Her business has gone under, she’s crippled by debt and she’s just had to explain to her son why someone’s taken all their furniture away.
But now a stranger has made her an offer. For one night with her, he’ll pay enough to bring her back from the edge.
Roz has a choice to make.
I was so looking forward to reading this one. I absolutely loved the first two books from Paula Daly, Just What Kind Of Mother Are You? (review here) and Keep Your Friends Close (review here). The Mistake I Made was published in hardcover and for Kindle on 27th August by Bantam Press (Transworld), and when it comes out in paperback in April 2016 it deserves to be a massive bestseller. Because as much as I loved Paula Daly’s other books, I really do think this one is even better.
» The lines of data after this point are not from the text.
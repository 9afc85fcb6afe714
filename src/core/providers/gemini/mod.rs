//! Gemini Provider
//!
//! Google AI Studio adapter, the lighter and faster provider in the default
//! routing policy.
//!
//! Documentation: https://ai.google.dev/api/generate-content

pub mod config;
pub mod provider;

pub use config::GeminiConfig;
pub use provider::GeminiProvider;
//! Configuration loading and the run_server entry point

use crate::config::Config;
use crate::server::server::HttpServer;
use crate::utils::error::Result;
use std::path::Path;
use tracing::{info, warn};

/// Load `path`, or fall back to defaults plus environment when it does not exist.
///
/// A file that exists but fails to parse or validate is an error.
pub async fn load_config(path: impl AsRef<Path>) -> Result<Config> {
    let path = path.as_ref();
    if tokio::fs::try_exists(path).await? {
        return Config::from_file(path).await;
    }

    warn!(
        "Configuration file {:?} not found, using defaults and environment",
        path
    );
    Config::from_env()
}

/// Build the server from `config` and run it until shutdown
pub async fn run_server(config: Config) -> Result<()> {
    info!("Starting legal AI gateway");

    let server = HttpServer::new(&config)?;
    let stats = server.state().load_balancer.get_provider_stats();
    if stats.available_providers.is_empty() {
        warn!("No providers registered; chat requests will receive fallback replies");
    }

    info!(
        strategy = %stats.strategy,
        providers = ?stats.available_providers,
        "Server starting at: http://{}",
        config.server().address()
    );
    info!("API Endpoints:");
    info!("   GET  /health - Health check");
    info!("   GET  /api/ai/config - Routing stats");
    info!("   POST /api/ai/config - Switch routing strategy");
    info!("   POST /api/ai/chat - Chat through the load balancer");

    server.start().await
}
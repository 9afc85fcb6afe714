//! Strategy executor for candidate ordering

use super::types::{RoutePlan, RoutingStrategy};
use crate::core::router::config::RoutingPolicy;
use crate::core::types::{Message, last_user_message};
use std::sync::atomic::{AtomicUsize, Ordering};
use tracing::debug;

/// Turns a strategy, the registered provider names and a conversation into a
/// [`RoutePlan`].
///
/// Holds the round-robin cursor, which is shared by every request routed
/// through the same load balancer.
#[derive(Debug)]
pub struct StrategyExecutor {
    policy: RoutingPolicy,
    /// Round-robin counter
    round_robin_counter: AtomicUsize,
}

impl StrategyExecutor {
    /// Create a new strategy executor
    pub fn new(policy: RoutingPolicy) -> Self {
        Self {
            policy,
            round_robin_counter: AtomicUsize::new(0),
        }
    }

    /// Routing policy in use
    pub fn policy(&self) -> &RoutingPolicy {
        &self.policy
    }

    /// Current round-robin cursor, always in `[0, provider_count)` once a
    /// round-robin request has been routed
    pub fn current_index(&self) -> usize {
        self.round_robin_counter.load(Ordering::Acquire)
    }

    /// Compute the candidate order for one request
    pub fn plan(
        &self,
        strategy: RoutingStrategy,
        registered: &[String],
        messages: &[Message],
    ) -> RoutePlan {
        let (candidates, probe_first) = match strategy {
            RoutingStrategy::RoundRobin => (self.round_robin(registered), false),
            RoutingStrategy::Intelligent => (self.intelligent(registered, messages), false),
            RoutingStrategy::Fallback => (self.fallback(registered), true),
        };

        debug!(strategy = %strategy, candidates = ?candidates, "Computed route plan");

        RoutePlan {
            strategy,
            candidates,
            probe_first,
        }
    }

    /// Start at the cursor and wrap through every registered provider.
    ///
    /// The cursor advances exactly once per call, modulo the provider count,
    /// regardless of how the request later turns out.
    fn round_robin(&self, registered: &[String]) -> Vec<String> {
        let count = registered.len();
        if count == 0 {
            return Vec::new();
        }

        let previous = match self.round_robin_counter.fetch_update(
            Ordering::AcqRel,
            Ordering::Acquire,
            |current| Some((current % count + 1) % count),
        ) {
            Ok(previous) | Err(previous) => previous,
        };
        let start = previous % count;

        registered
            .iter()
            .cycle()
            .skip(start)
            .take(count)
            .cloned()
            .collect()
    }

    /// Preferred provider first, then the other one
    fn intelligent(&self, registered: &[String], messages: &[Message]) -> Vec<String> {
        let complex = last_user_message(messages).is_some_and(|text| self.policy.is_complex(text));
        let (preferred, other) = if complex {
            (&self.policy.heavy_provider, &self.policy.light_provider)
        } else {
            (&self.policy.light_provider, &self.policy.heavy_provider)
        };

        debug!(complex, preferred = %preferred, "Classified request");

        registered_in_order([preferred, other], registered)
    }

    fn fallback(&self, registered: &[String]) -> Vec<String> {
        registered_in_order(self.policy.fallback_order.iter(), registered)
    }
}

/// Keep only registered names, dropping repeats
fn registered_in_order<'a>(
    names: impl IntoIterator<Item = &'a String>,
    registered: &[String],
) -> Vec<String> {
    let mut ordered: Vec<String> = Vec::new();
    for name in names {
        if registered.contains(name) && !ordered.contains(name) {
            ordered.push(name.clone());
        }
    }
    ordered
}
//! Last-resort replies when no provider could answer

use crate::core::types::{Context, Message};
use std::fmt::Debug;

/// Produces a reply without any upstream AI call.
///
/// Used by the chat route after the load balancer reports that every
/// candidate failed, so callers still get a usable answer.
pub trait FallbackResponder: Send + Sync + Debug {
    /// Reply to the conversation
    fn respond(&self, messages: &[Message], context: Option<&Context>) -> String;
}

/// Always replies with the same message
#[derive(Debug, Clone)]
pub struct StaticResponder {
    message: String,
}

impl StaticResponder {
    /// Generic apology used by default
    pub const DEFAULT_MESSAGE: &'static str = "I'm unable to reach the AI service right now. \
        Please try again in a few moments. For urgent legal matters, consult a qualified lawyer.";

    /// Create a responder with a custom message
    pub fn new(message: impl Into<String>) -> Self {
        Self {
            message: message.into(),
        }
    }
}

impl Default for StaticResponder {
    fn default() -> Self {
        Self::new(Self::DEFAULT_MESSAGE)
    }
}

impl FallbackResponder for StaticResponder {
    fn respond(&self, _messages: &[Message], _context: Option<&Context>) -> String {
        self.message.clone()
    }
}
//! OpenRouter Provider
//!
//! OpenRouter is a unified, OpenAI-compatible API in front of many models.
//!
//! Documentation: https://openrouter.ai/docs

pub mod config;
pub mod provider;

pub use config::OpenRouterConfig;
pub use provider::OpenRouterProvider;
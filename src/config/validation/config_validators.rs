//! Core configuration validators
//!
//! This module provides validation implementations for the main gateway configuration
//! structures including GatewayConfig, ServerConfig, ProviderConfig and LoggingConfig.

use super::trait_def::Validate;
use crate::config::models::*;
use std::collections::HashSet;
use tracing::{debug, warn};

impl Validate for GatewayConfig {
    fn validate(&self) -> Result<(), String> {
        debug!("Validating gateway configuration");

        self.server.validate()?;

        if self.enabled_providers().next().is_none() {
            warn!("No providers enabled; every AI request will be served by the fallback responder");
        }

        // Check for duplicate provider names
        let mut provider_names = HashSet::new();
        for provider in &self.providers {
            if !provider_names.insert(&provider.name) {
                return Err(format!("Duplicate provider name: {}", provider.name));
            }
            provider.validate()?;
        }

        self.router.validate()?;
        self.logging.validate()?;

        debug!("Gateway configuration validation completed");
        Ok(())
    }
}

impl Validate for ServerConfig {
    fn validate(&self) -> Result<(), String> {
        debug!("Validating server configuration");

        if self.host.is_empty() {
            return Err("Server host cannot be empty".to_string());
        }

        if self.port == 0 {
            return Err("Server port must be greater than 0".to_string());
        }

        if let Some(workers) = self.workers {
            if workers == 0 {
                return Err("Worker count must be greater than 0".to_string());
            }
            if workers > 1000 {
                return Err("Worker count seems too high (>1000)".to_string());
            }
        }

        if self.max_body_size == 0 {
            return Err("Max body size must be greater than 0".to_string());
        }

        Ok(())
    }
}

impl Validate for ProviderConfig {
    fn validate(&self) -> Result<(), String> {
        debug!("Validating provider configuration: {}", self.name);

        if self.name.is_empty() {
            return Err("Provider name cannot be empty".to_string());
        }

        self.provider_type()
            .map_err(|e| format!("Provider {}: {}", self.name, e))?;

        if self.timeout == 0 {
            return Err(format!("Provider {} timeout must be greater than 0", self.name));
        }

        if self.timeout > 300 {
            return Err(format!("Provider {} timeout should not exceed 5 minutes", self.name));
        }

        if let Some(base_url) = &self.base_url {
            if !base_url.starts_with("http://") && !base_url.starts_with("https://") {
                return Err(format!(
                    "Provider {} base URL must use http or https: {}",
                    self.name, base_url
                ));
            }
        }

        if self.enabled && !self.has_api_key() {
            warn!(provider = %self.name, "No API key configured; provider will always fail");
        }

        Ok(())
    }
}

impl Validate for LoggingConfig {
    fn validate(&self) -> Result<(), String> {
        if self.level.trim().is_empty() {
            return Err("Log level cannot be empty".to_string());
        }
        Ok(())
    }
}
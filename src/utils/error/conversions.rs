//! Type conversions for GatewayError

use super::types::GatewayError;
use crate::core::providers::unified_provider::ProviderError;

// Configuration problems found while building adapters are startup errors,
// everything else stays a provider error.
impl From<ProviderError> for GatewayError {
    fn from(err: ProviderError) -> Self {
        match err {
            ProviderError::Configuration { provider, message } => {
                GatewayError::Config(format!("{}: {}", provider, message))
            }
            other => GatewayError::Provider(other),
        }
    }
}
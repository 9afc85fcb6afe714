//! Build script for the legal AI gateway
//!
//! Embeds the git revision so `/health` can report which build is serving.

use std::process::Command;

fn main() {
    let git_hash = get_git_hash().unwrap_or_else(|| "unknown".to_string());
    println!("cargo:rustc-env=GIT_HASH={}", git_hash);

    println!("cargo:rerun-if-changed=.git/HEAD");
    println!("cargo:rerun-if-changed=.git/refs/heads/");
    println!("cargo:rerun-if-changed=Cargo.toml");
}

/// Get the current Git commit hash
fn get_git_hash() -> Option<String> {
    if std::env::var("DOCS_RS").is_ok() {
        return Some("docs-rs-build".to_string());
    }

    let output = Command::new("git")
        .args(["rev-parse", "--short", "HEAD"])
        .output()
        .ok()?;

    if output.status.success() {
        let hash = String::from_utf8(output.stdout).ok()?;
        Some(hash.trim().to_string())
    } else {
        None
    }
}
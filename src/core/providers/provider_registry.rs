//! Provider Registry
//!
//! Ordered mapping from a stable provider name to its adapter. Populated once
//! at startup; routing only ever reads it.

use crate::core::traits::ProviderAdapter;
use std::sync::Arc;

/// Registry of provider adapters, kept in registration order
#[derive(Debug, Clone, Default)]
pub struct ProviderRegistry {
    providers: Vec<(String, Arc<dyn ProviderAdapter>)>,
}

impl ProviderRegistry {
    /// Create new provider registry
    pub fn new() -> Self {
        Self::default()
    }

    /// Register an adapter under `name`.
    ///
    /// Re-registering a name replaces the adapter but keeps its position.
    pub fn register(&mut self, name: impl Into<String>, provider: Arc<dyn ProviderAdapter>) {
        let name = name.into();
        match self.providers.iter_mut().find(|(n, _)| *n == name) {
            Some(entry) => entry.1 = provider,
            None => self.providers.push((name, provider)),
        }
    }

    /// Builder-style registration
    pub fn with(mut self, name: impl Into<String>, provider: Arc<dyn ProviderAdapter>) -> Self {
        self.register(name, provider);
        self
    }

    /// Get provider by name
    pub fn get(&self, name: &str) -> Option<&Arc<dyn ProviderAdapter>> {
        self.providers
            .iter()
            .find(|(n, _)| n == name)
            .map(|(_, provider)| provider)
    }

    /// Registered names, in registration order
    pub fn names(&self) -> Vec<String> {
        self.providers.iter().map(|(n, _)| n.clone()).collect()
    }

    /// Check if provider is registered
    pub fn contains(&self, name: &str) -> bool {
        self.providers.iter().any(|(n, _)| n == name)
    }

    /// Get provider count
    pub fn len(&self) -> usize {
        self.providers.len()
    }

    /// Check if registry is empty
    pub fn is_empty(&self) -> bool {
        self.providers.is_empty()
    }
}
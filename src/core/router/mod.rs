//! Core router for AI provider selection and failover
//!
//! ## Module Structure
//!
//! - `config` - Routing policy and load balancer settings
//! - `error` - Errors that cross the load balancer boundary
//! - `strategy` - Strategy names and candidate ordering
//! - `load_balancer` - Sequential execution with failover

pub mod config;
pub mod error;
pub mod load_balancer;
pub mod strategy;

#[cfg(test)]
mod tests;

pub use config::{LoadBalancerConfig, RoutingPolicy};
pub use error::RouterError;
pub use load_balancer::{LoadBalancer, ProviderStats};
pub use strategy::{RoutePlan, RoutingStrategy, StrategyExecutor};
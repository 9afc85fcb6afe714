//! Router configuration validators

use super::trait_def::Validate;
use crate::config::models::*;
use tracing::debug;

impl Validate for RouterConfig {
    fn validate(&self) -> Result<(), String> {
        debug!("Validating router configuration");

        self.routing_strategy()?;

        if self.probe_timeout_ms == 0 {
            return Err("Router probe timeout must be greater than 0".to_string());
        }

        if self.request_budget_ms == Some(0) {
            return Err("Router request budget must be greater than 0 when set".to_string());
        }

        if self.policy.complexity_keywords.is_empty() {
            return Err("Router complexity keywords cannot be empty".to_string());
        }

        self.policy
            .validate()
            .map_err(|e| format!("Router policy: {}", e))
    }
}
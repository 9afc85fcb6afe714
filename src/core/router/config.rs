//! Router configuration types
//!
//! The intelligent strategy's keyword list and length threshold, and the
//! fallback priority list, are tuned constants. They live here as policy so
//! deployments can change them without touching the strategies.

use super::strategy::RoutingStrategy;
use serde::{Deserialize, Serialize};
use std::time::Duration;

/// Provider preferences used by the intelligent and fallback strategies
///
/// ## Defaults
///
/// - `heavy_provider`: openrouter
/// - `light_provider`: gemini
/// - `complexity_keywords`: draft, complex, detailed, comprehensive
/// - `length_threshold`: 500 characters
/// - `fallback_order`: gemini, openrouter
#[derive(Debug, Clone, PartialEq, Eq, Serialize, Deserialize)]
#[serde(default)]
pub struct RoutingPolicy {
    /// Provider preferred for complex or long requests
    pub heavy_provider: String,
    /// Provider preferred for everything else
    pub light_provider: String,
    /// Lower-case substrings that mark a request as complex
    pub complexity_keywords: Vec<String>,
    /// Character count at or above which a request is complex
    pub length_threshold: usize,
    /// Static priority list for the fallback strategy
    pub fallback_order: Vec<String>,
}

impl Default for RoutingPolicy {
    fn default() -> Self {
        Self {
            heavy_provider: "openrouter".to_string(),
            light_provider: "gemini".to_string(),
            complexity_keywords: ["draft", "complex", "detailed", "comprehensive"]
                .iter()
                .map(|k| k.to_string())
                .collect(),
            length_threshold: 500,
            fallback_order: vec!["gemini".to_string(), "openrouter".to_string()],
        }
    }
}

impl RoutingPolicy {
    /// Whether a message should go to the heavy provider.
    ///
    /// Keyword match and length threshold are OR'd.
    pub fn is_complex(&self, message: &str) -> bool {
        if message.chars().count() >= self.length_threshold {
            return true;
        }
        let lower = message.to_lowercase();
        self.complexity_keywords
            .iter()
            .any(|keyword| lower.contains(keyword.to_lowercase().as_str()))
    }

    /// Validate the policy
    pub fn validate(&self) -> Result<(), String> {
        if self.heavy_provider.is_empty() || self.light_provider.is_empty() {
            return Err("heavy_provider and light_provider must be set".to_string());
        }
        if self.heavy_provider == self.light_provider {
            return Err("heavy_provider and light_provider must differ".to_string());
        }
        if self.length_threshold == 0 {
            return Err("length_threshold must be greater than 0".to_string());
        }
        if self.complexity_keywords.iter().any(|k| k.trim().is_empty()) {
            return Err("complexity_keywords must not contain empty entries".to_string());
        }
        if self.fallback_order.is_empty() {
            return Err("fallback_order must list at least one provider".to_string());
        }
        Ok(())
    }
}

/// Load balancer configuration
#[derive(Debug, Clone)]
pub struct LoadBalancerConfig {
    /// Strategy active at startup
    pub strategy: RoutingStrategy,
    /// Intelligent/fallback preferences
    pub policy: RoutingPolicy,
    /// Upper bound on a single availability probe
    pub probe_timeout: Duration,
    /// Optional budget for the whole candidate loop of one request
    pub request_budget: Option<Duration>,
}

impl Default for LoadBalancerConfig {
    fn default() -> Self {
        Self {
            strategy: RoutingStrategy::default(),
            policy: RoutingPolicy::default(),
            probe_timeout: Duration::from_millis(5000),
            request_budget: None,
        }
    }
}
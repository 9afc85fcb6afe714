//! Validation trait definition

/// Validation trait for configuration structures
pub trait Validate {
    /// Check the structure, describing the first problem found
    fn validate(&self) -> Result<(), String>;
}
My test of a good thriller is whether it keeps you turning the pages when you know you really shouldn’t – like at 2am, or when you haven’t started cooking dinner, or when you have a list of things you really have to do but haven’t managed to strike one item off. Another test is whether it stays with you in those moments when you’re not actually reading – this one occupied my every waking moment. And if you want a book that really defines the term “domestic noir”, this is it.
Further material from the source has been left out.